[Dataset excerpts]
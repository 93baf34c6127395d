//! Builder API for ergonomic calculator construction.
//!
//! This module provides a fluent builder and the `expression!` macro for
//! creating calculators and expressions with minimal boilerplate.

pub mod error;
pub mod machine;
pub mod macros;

pub use error::BuildError;
pub use machine::CalculatorBuilder;
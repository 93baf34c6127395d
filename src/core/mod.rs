//! Core calculator types and logic.
//!
//! This module contains the pure functional core of the calculator:
//! - Tokens and the alternating `Expression` value
//! - The left-to-right `Evaluator`
//! - `HistoryRecord`, `DisplayState` and `CalculatorEvent` values
//! - The `Session` transition function
//!
//! All logic in this module is pure (no side effects), following
//! the "pure core, imperative shell" philosophy.

mod evaluator;
mod event;
mod expression;
mod record;
mod session;
mod state;
mod token;

pub use evaluator::{EvaluationError, Evaluator};
pub use event::CalculatorEvent;
pub use expression::{Expression, ExpressionError, ExpressionViolation};
pub use record::HistoryRecord;
pub use session::{Session, Step, StoreCommand};
pub use state::DisplayState;
pub use token::{Operator, Token, UnknownOperator};
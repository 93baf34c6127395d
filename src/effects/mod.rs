//! Effectful calculator operations.
//!
//! This module provides the "imperative shell" around the pure core: the
//! history store contract and the machine that spawns store work and feeds
//! its results back into the single-writer session.
//!
//! # Key Concepts
//!
//! - **HistoryStore**: asynchronous save/load of history records
//! - **CalculatorMachine**: applies events, emits display states
//! - **DisplayStates**: one-shot consumption stream of emitted states

mod machine;
mod store;

pub use machine::{CalculatorMachine, DisplayStates};
pub use store::{HistoryStore, MemoryHistoryStore, StoreError, StoredRecord};
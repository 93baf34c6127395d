//! Discrete user inputs.

use super::token::Operator;
use serde::{Deserialize, Serialize};

/// An input event applied to the calculator.
#[derive(Clone, Copy, PartialEq, Eq, Debug, Serialize, Deserialize)]
pub enum CalculatorEvent {
    /// Digit input, concatenated onto a trailing operand
    AddOperand(u32),
    AddOperator(Operator),
    RemoveLast,
    Calculate,
    ToggleHistory,
}

impl CalculatorEvent {
    /// Get the event's name for logging.
    pub fn name(&self) -> &str {
        match self {
            Self::AddOperand(_) => "AddOperand",
            Self::AddOperator(_) => "AddOperator",
            Self::RemoveLast => "RemoveLast",
            Self::Calculate => "Calculate",
            Self::ToggleHistory => "ToggleHistory",
        }
    }
}

impl From<Operator> for CalculatorEvent {
    fn from(operator: Operator) -> Self {
        Self::AddOperator(operator)
    }
}
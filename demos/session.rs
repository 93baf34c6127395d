//! Keypad Session
//!
//! This example drives a calculator from a keypad script.
//!
//! Key concepts:
//! - Events sent over a channel to the machine's run loop
//! - Display states consumed once from the display stream
//! - History saved and loaded through an async store
//!
//! Keys: digits, `+ - * /`, `<` (delete), `=` (calculate), `h` (history)
//!
//! Run with: cargo run --example session -- "12+3*4=h"
//! Set RUST_LOG=calcmind=debug to see the machine's tracing output.

use calcmind::builder::CalculatorBuilder;
use calcmind::core::{CalculatorEvent, DisplayState, Operator};
use calcmind::effects::{HistoryStore, MemoryHistoryStore};
use std::sync::Arc;
use tokio::sync::mpsc;
use tracing_subscriber::EnvFilter;

fn key_to_event(key: char) -> Option<CalculatorEvent> {
    match key {
        '0'..='9' => key.to_digit(10).map(CalculatorEvent::AddOperand),
        '<' => Some(CalculatorEvent::RemoveLast),
        '=' => Some(CalculatorEvent::Calculate),
        'h' => Some(CalculatorEvent::ToggleHistory),
        other => other
            .to_string()
            .parse::<Operator>()
            .ok()
            .map(CalculatorEvent::AddOperator),
    }
}

fn render(state: &DisplayState) -> String {
    match state {
        DisplayState::ShowExpression(expression) => format!("[{expression}]"),
        DisplayState::ShowResult(result) => format!("= {result}"),
        DisplayState::ShowIncompleteExpressionError => "incomplete expression".to_string(),
        DisplayState::ShowEvaluationError(error) => format!("error: {error}"),
        DisplayState::LoadedHistory(records) if records.is_empty() => "history: (empty)".to_string(),
        DisplayState::LoadedHistory(records) => records
            .iter()
            .map(|record| format!("history: {record}"))
            .collect::<Vec<_>>()
            .join("\n  "),
        DisplayState::HistoryUnavailable { reason } => format!("history unavailable: {reason}"),
    }
}

#[tokio::main]
async fn main() {
    tracing_subscriber::fmt()
        .with_env_filter(EnvFilter::from_default_env())
        .init();

    let script = std::env::args()
        .nth(1)
        .unwrap_or_else(|| "12+3*4=<5h h9/0=".to_string());

    println!("=== Keypad Session ===\n");
    println!("Script: {script}\n");

    let store = Arc::new(MemoryHistoryStore::new());
    let (machine, mut states) = CalculatorBuilder::new()
        .shared_store(store.clone())
        .build()
        .expect("store is set");
    let (events, receiver) = mpsc::channel(16);

    let driver = tokio::spawn(machine.run(receiver));

    for key in script.chars().filter(|c| !c.is_whitespace()) {
        match key_to_event(key) {
            Some(event) => {
                println!("  [Key] {key}");
                events.send(event).await.expect("machine is running");
            }
            None => println!("  [Key] {key} (ignored)"),
        }
    }
    drop(events);

    while let Some(state) = states.next().await {
        println!("  [Display] {}", render(&state));
    }
    driver.await.expect("machine task completed");

    let saved = store.load().await.unwrap_or_default();
    println!("\n{} record(s) in history", saved.len());
    for entry in store.entries().await {
        println!("  #{} at {}: {}", entry.id, entry.saved_at.format("%H:%M:%S"), entry.record);
    }
}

GOAL OF THE EXERCISE — All the entries should be output exactly as given.

ANSWER TO THE PROBLEM —
repository 93baf34c6127395d
//! Builder API for ergonomic calculator construction.
//!
//! This module provides a fluent builder and the `expression!` macro for
//! creating calculators and expressions with minimal boilerplate.

pub mod error;
pub mod machine;
pub mod macros;

pub use error::BuildError;
pub use machine::CalculatorBuilder;
repository 93baf34c6127395d
filename src/core/mod.rs
//! Core calculator types and logic.
//!
//! This module contains the pure functional core of the calculator:
//! - Tokens and the alternating `Expression` value
//! - The left-to-right `Evaluator`
//! - `HistoryRecord`, `DisplayState` and `CalculatorEvent` values
//! - The `Session` transition function
//!
//! All logic in this module is pure (no side effects), following
//! the "pure core, imperative shell" philosophy.

mod evaluator;
mod event;
mod expression;
mod record;
mod session;
mod state;
mod token;

pub use evaluator::{EvaluationError, Evaluator};
pub use event::CalculatorEvent;
pub use expression::{Expression, ExpressionError, ExpressionViolation};
pub use record::HistoryRecord;
pub use session::{Session, Step, StoreCommand};
pub use state::DisplayState;
pub use token::{Operator, Token, UnknownOperator};
repository 93baf34c6127395d
filename src/effects/mod.rs
//! Effectful calculator operations.
//!
//! This module provides the "imperative shell" around the pure core: the
//! history store contract and the machine that spawns store work and feeds
//! its results back into the single-writer session.
//!
//! # Key Concepts
//!
//! - **HistoryStore**: asynchronous save/load of history records
//! - **CalculatorMachine**: applies events, emits display states
//! - **DisplayStates**: one-shot consumption stream of emitted states

mod machine;
mod store;

pub use machine::{CalculatorMachine, DisplayStates};
pub use store::{HistoryStore, MemoryHistoryStore, StoreError, StoredRecord};
repository 93baf34c6127395d
//! Discrete user inputs.

use super::token::Operator;
use serde::{Deserialize, Serialize};

/// An input event applied to the calculator.
#[derive(Clone, Copy, PartialEq, Eq, Debug, Serialize, Deserialize)]
pub enum CalculatorEvent {
    /// Digit input, concatenated onto a trailing operand
    AddOperand(u32),
    AddOperator(Operator),
    RemoveLast,
    Calculate,
    ToggleHistory,
}

impl CalculatorEvent {
    /// Get the event's name for logging.
    pub fn name(&self) -> &str {
        match self {
            Self::AddOperand(_) => "AddOperand",
            Self::AddOperator(_) => "AddOperator",
            Self::RemoveLast => "RemoveLast",
            Self::Calculate => "Calculate",
            Self::ToggleHistory => "ToggleHistory",
        }
    }
}

impl From<Operator> for CalculatorEvent {
    fn from(operator: Operator) -> Self {
        Self::AddOperator(operator)
    }
}
filename demos/session.rs
repository 93baf34c6127395d
//! Keypad Session
//!
//! This example drives a calculator from a keypad script.
//!
//! Key concepts:
//! - Events sent over a channel to the machine's run loop
//! - Display states consumed once from the display stream
//! - History saved and loaded through an async store
//!
//! Keys: digits, `+ - * /`, `<` (delete), `=` (calculate), `h` (history)
//!
//! Run with: cargo run --example session -- "12+3*4=h"
//! Set RUST_LOG=calcmind=debug to see the machine's tracing output.

use calcmind::builder::CalculatorBuilder;
use calcmind::core::{CalculatorEvent, DisplayState, Operator};
use calcmind::effects::{HistoryStore, MemoryHistoryStore};
use std::sync::Arc;
use tokio::sync::mpsc;
use tracing_subscriber::EnvFilter;

fn key_to_event(key: char) -> Option<CalculatorEvent> {
    match key {
        '0'..='9' => key.to_digit(10).map(CalculatorEvent::AddOperand),
        '<' => Some(CalculatorEvent::RemoveLast),
        '=' => Some(CalculatorEvent::Calculate),
        'h' => Some(CalculatorEvent::ToggleHistory),
        other => other
            .to_string()
            .parse::<Operator>()
            .ok()
            .map(CalculatorEvent::AddOperator),
    }
}

fn render(state: &DisplayState) -> String {
    match state {
        DisplayState::ShowExpression(expression) => format!("[{expression}]"),
        DisplayState::ShowResult(result) => format!("= {result}"),
        DisplayState::ShowIncompleteExpressionError => "incomplete expression".to_string(),
        DisplayState::ShowEvaluationError(error) => format!("error: {error}"),
        DisplayState::LoadedHistory(records) if records.is_empty() => "history: (empty)".to_string(),
        DisplayState::LoadedHistory(records) => records
            .iter()
            .map(|record| format!("history: {record}"))
            .collect::<Vec<_>>()
            .join("\n  "),
        DisplayState::HistoryUnavailable { reason } => format!("history unavailable: {reason}"),
    }
}

#[tokio::main]
async fn main() {
    tracing_subscriber::fmt()
        .with_env_filter(EnvFilter::from_default_env())
        .init();

    let script = std::env::args()
        .nth(1)
        .unwrap_or_else(|| "12+3*4=<5h h9/0=".to_string());

    println!("=== Keypad Session ===\n");
    println!("Script: {script}\n");

    let store = Arc::new(MemoryHistoryStore::new());
    let (machine, mut states) = CalculatorBuilder::new()
        .shared_store(store.clone())
        .build()
        .expect("store is set");
    let (events, receiver) = mpsc::channel(16);

    let driver = tokio::spawn(machine.run(receiver));

    for key in script.chars().filter(|c| !c.is_whitespace()) {
        match key_to_event(key) {
            Some(event) => {
                println!("  [Key] {key}");
                events.send(event).await.expect("machine is running");
            }
            None => println!("  [Key] {key} (ignored)"),
        }
    }
    drop(events);

    while let Some(state) = states.next().await {
        println!("  [Display] {}", render(&state));
    }
    driver.await.expect("machine task completed");

    let saved = store.load().await.unwrap_or_default();
    println!("\n{} record(s) in history", saved.len());
    for entry in store.entries().await {
        println!("  #{} at {}: {}", entry.id, entry.saved_at.format("%H:%M:%S"), entry.record);
    }
}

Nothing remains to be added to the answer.